Canopy profile distribution of leaf area, light and nitrogen in some Iranian winter wheat cultivars released during the last 50 years
1 College of Agriculture, Tehran University, karaj, Iran, firstname.lastname@example.org
2 Weed Research Department, Plant Pest and Disease Research Institute, Tehran, Iran
Distribution of leaf area, radiation and nitrogen within the canopy of some Iranian wheat cultivars which were developed for the cold to cold-temperate region of the country within the last 50 years were studied in two separate trials during 1998 and 1999 growing seasons in Mashhad, NE Iran. In both trials 6 wheat cultivars were investigated in a complete randomized block design with 3 replicates. In the first experiment all cultivars were sown at the same date and with the same planting density and N fertilization. However, in the second experiment cultivars were sown using their recommended sowing date, plant density and N rate. Other management practices were identical in both years. Recently introduced wheat cultivars had a higher- light extinction coefficient (K) and positioned a higher proportion of their leaf area in the upper canopy layers. Such a canopy structure led to better interception of radiation at top canopy layer. A decreasing trend of specific leaf nitrogen (SLN), specific leaf area (SLA) and leaf nitrogen content (LNC) was observed moving from the top to the bottom canopy layer. A negative correlation existed between SLW and LNC.
wheat, genetic improvements, SLN, LNC, RUE
Analysis of the plant canopy is an interesting subject for crop physiologists working on crop yield improvement (Gardner et al. 1985; Russell et al. 1989).

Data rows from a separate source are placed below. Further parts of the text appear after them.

//! Repository for the `user_sessions` table.

use filmcraft_core::types::DbId;
use sqlx::PgPool;

use crate::models::session::{CreateSession, UserSession};

/// Column list shared across queries to avoid repetition.
const COLUMNS: &str = "id, user_id, refresh_token_hash, expires_at, is_revoked, \
                        user_agent, created_at, updated_at";

/// Provides CRUD operations for refresh-token sessions.
pub struct SessionRepo;

impl SessionRepo {
    /// Insert a new session, returning the created row.
    pub async fn create(pool: &PgPool, input: &CreateSession) -> Result<UserSession, sqlx::Error> {
        let query = format!(
            "INSERT INTO user_sessions (user_id, refresh_token_hash, expires_at, user_agent)
             VALUES ($1, $2, $3, $4)
             RETURNING {COLUMNS}"
        );
        sqlx::query_as::<_, UserSession>(&query)
            .bind(input.user_id)
            .bind(&input.refresh_token_hash)
            .bind(input.expires_at)
            .bind(&input.user_agent)
            .fetch_one(pool)
            .await
    }

    /// Find an active session by its refresh token hash.
    ///
    /// Only returns sessions that are not revoked and not expired.
    pub async fn find_by_refresh_token_hash(
        pool: &PgPool,
        hash: &str,
    ) -> Result<Option<UserSession>, sqlx::Error> {
        let query = format!(
            "SELECT {COLUMNS} FROM user_sessions
             WHERE refresh_token_hash = $1
               AND is_revoked = false
               AND expires_at > NOW()"
        );
        sqlx::query_as::<_, UserSession>(&query)
            .bind(hash)
            .fetch_optional(pool)
            .await
    }

    /// Revoke a single session. Returns `true` if the row was updated.
    pub async fn revoke(pool: &PgPool, id: DbId) -> Result<bool, sqlx::Error> {
        let result = sqlx::query(
            "UPDATE user_sessions SET is_revoked = true WHERE id = $1 AND is_revoked = false",
        )
        .bind(id)
        .execute(pool)
        .await?;
        Ok(result.rows_affected() > 0)
    }

    /// Revoke all active sessions for a user. Returns the count of revoked sessions.
    pub async fn revoke_all_for_user(pool: &PgPool, user_id: DbId) -> Result<u64, sqlx::Error> {
        let result = sqlx::query(
            "UPDATE user_sessions SET is_revoked = true
             WHERE user_id = $1 AND is_revoked = false",
        )
        .bind(user_id)
        .execute(pool)
        .await?;
        Ok(result.rows_affected())
    }

    /// Revoke `old_session_id` and insert its replacement in one transaction.
    pub async fn rotate(
        pool: &PgPool,
        old_session_id: DbId,
        input: &CreateSession,
    ) -> Result<UserSession, sqlx::Error> {
        let mut tx = pool.begin().await?;
        sqlx::query("UPDATE user_sessions SET is_revoked = true WHERE id = $1")
            .bind(old_session_id)
            .execute(&mut *tx)
            .await?;
        let query = format!(
            "INSERT INTO user_sessions (user_id, refresh_token_hash, expires_at, user_agent)
             VALUES ($1, $2, $3, $4)
             RETURNING {COLUMNS}"
        );
        let session = sqlx::query_as::<_, UserSession>(&query)
            .bind(input.user_id)
            .bind(&input.refresh_token_hash)
            .bind(input.expires_at)
            .bind(&input.user_agent)
            .fetch_one(&mut *tx)
            .await?;
        tx.commit().await?;
        Ok(session)
    }
}
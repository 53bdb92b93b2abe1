//! Domain model structs and DTOs.
//!
//! Each submodule contains:
//! - A `FromRow` + `Serialize` entity struct matching the database row
//! - A create DTO for inserts
//! - An update DTO (all `Option` fields) for patches, where rows are patchable

pub mod chat_read_status;
pub mod collaborator;
pub mod comment;
pub mod project;
pub mod scene;
pub mod session;
pub mod shot;
pub mod user;
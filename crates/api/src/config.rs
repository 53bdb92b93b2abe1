use std::path::PathBuf;

use filmcraft_core::storage::MAX_IMAGE_BYTES;

use crate::auth::jwt::JwtConfig;

/// Server configuration loaded from environment variables.
///
/// All fields have sensible defaults suitable for local development.
/// In production, override via environment variables.
#[derive(Debug, Clone)]
pub struct ServerConfig {
    /// Bind address (default: `0.0.0.0`).
    pub host: String,
    /// Bind port (default: `3000`).
    pub port: u16,
    /// Allowed CORS origins, parsed from comma-separated `CORS_ORIGINS` env var.
    pub cors_origins: Vec<String>,
    /// HTTP request timeout in seconds (default: `30`).
    pub request_timeout_secs: u64,
    /// Upper bound on post-shutdown cleanup of background tasks.
    pub shutdown_timeout_secs: u64,
    /// Root directory of the local object store.
    pub storage_root: PathBuf,
    /// Base URL used to build public links to stored objects.
    pub public_base_url: String,
    /// Largest accepted image upload in bytes.
    pub max_upload_bytes: u64,
    /// JWT token configuration (secret, expiry durations).
    pub jwt: JwtConfig,
}

impl ServerConfig {
    /// Load configuration from environment variables with defaults.
    ///
    /// | Env Var                | Default                    |
    /// |------------------------|----------------------------|
    /// | `HOST`                 | `0.0.0.0`                  |
    /// | `PORT`                 | `3000`                     |
    /// | `CORS_ORIGINS`         | `http://localhost:5173`    |
    /// | `REQUEST_TIMEOUT_SECS` | `30`                       |
    /// | `SHUTDOWN_TIMEOUT_SECS`| `30`                       |
    /// | `STORAGE_ROOT`         | `./storage`                |
    /// | `PUBLIC_BASE_URL`      | `http://localhost:{PORT}`  |
    /// | `MAX_UPLOAD_BYTES`     | `5242880` (5 MiB)          |
    pub fn from_env() -> Self {
        let host = std::env::var("HOST").unwrap_or_else(|_| "0.0.0.0".into());

        let port: u16 = std::env::var("PORT")
            .unwrap_or_else(|_| "3000".into())
            .parse()
            .expect("PORT must be a valid u16");

        let cors_origins: Vec<String> = std::env::var("CORS_ORIGINS")
            .unwrap_or_else(|_| "http://localhost:5173".into())
            .split(',')
            .map(|s| s.trim().to_string())
            .filter(|s| !s.is_empty())
            .collect();

        let request_timeout_secs: u64 = std::env::var("REQUEST_TIMEOUT_SECS")
            .unwrap_or_else(|_| "30".into())
            .parse()
            .expect("REQUEST_TIMEOUT_SECS must be a valid u64");

        let shutdown_timeout_secs: u64 = std::env::var("SHUTDOWN_TIMEOUT_SECS")
            .unwrap_or_else(|_| "30".into())
            .parse()
            .expect("SHUTDOWN_TIMEOUT_SECS must be a valid u64");

        let storage_root = PathBuf::from(
            std::env::var("STORAGE_ROOT").unwrap_or_else(|_| "./storage".into()),
        );

        let public_base_url = std::env::var("PUBLIC_BASE_URL")
            .unwrap_or_else(|_| format!("http://localhost:{port}"))
            .trim_end_matches('/')
            .to_string();

        let max_upload_bytes: u64 = std::env::var("MAX_UPLOAD_BYTES")
            .unwrap_or_else(|_| MAX_IMAGE_BYTES.to_string())
            .parse()
            .expect("MAX_UPLOAD_BYTES must be a valid u64");

        let jwt = JwtConfig::from_env();

        Self {
            host,
            port,
            cors_origins,
            request_timeout_secs,
            shutdown_timeout_secs,
            storage_root,
            public_base_url,
            max_upload_bytes,
            jwt,
        }
    }
}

These researchers usually describe the geometrical structure of the canopy by spatial distribution of assimilatory organs (mainly leaves) (Nassiri 1998), leaf angle distribution (Gardner et al. 1985; Lee et al. 1987; Nassiri 1998), light absorption pattern (Nassiri 1998) and specific leaf nitrogen (Peng and Garcia 1993).
Takahashi and Nakaseko (1993) states that crop growth rate is correlated to the amount of photosynthetically active radiation (PAR) intercepted by the canopy. Many researchers have found a linear relationship between PAR intercepted by the canopy and crop growth rate (CGR) in spring wheat (Saina and Nanda 1986; Takahashi and Nakaseko 1990). The importance of leaf area for the distribution of light interception and radiation use efficiency (RUE, g DM MJ-1) has also been emphasized by these researchers (Barnes et al, 1990; Nassiri 1998; Massinga et al. 2003).
Nitrogen supply strongly influences crop growth through its effects on leaf area development and photosynthetic capacity (Evans 1993). In particular, variation in leaf carbon dioxide exchange rate (CER) has been shown to be strongly associated with leaf nitrogen content expressed on a leaf area basis (Specific Leaf Nitrogen, SLN, mg N/g DM) in many species (Sinclair and Horie 1989). There are many studies that show in closed canopies of many species SLN declines with depth below the top of the canopy (Hirose and Werger 1987; Lemaire et al. 1991; Ellsworth and Reich 1993). Presumably, a non-uniform SLN distribution allows the crop to have greater RUE than is possible with a uniform SLN canopy (Takahashi and Nakaseko 1993). At the leaf level, a gradient in SLN within a canopy results from gradients in either specific leaf weight (g DM/m2, SLW) or leaf nitrogen concentration (mg N/g DM, LNC) or both (Hirose and Werger 1987).
The objectives of the present study were (a) to determine whether gradients in light interception, leaf area, SLN, SLW and LNC exist in wheat and if present, how they correlated with each other; (b) to assess whether there are differences in canopy structure of some Iranian wheat cultivars released during the last 50 years.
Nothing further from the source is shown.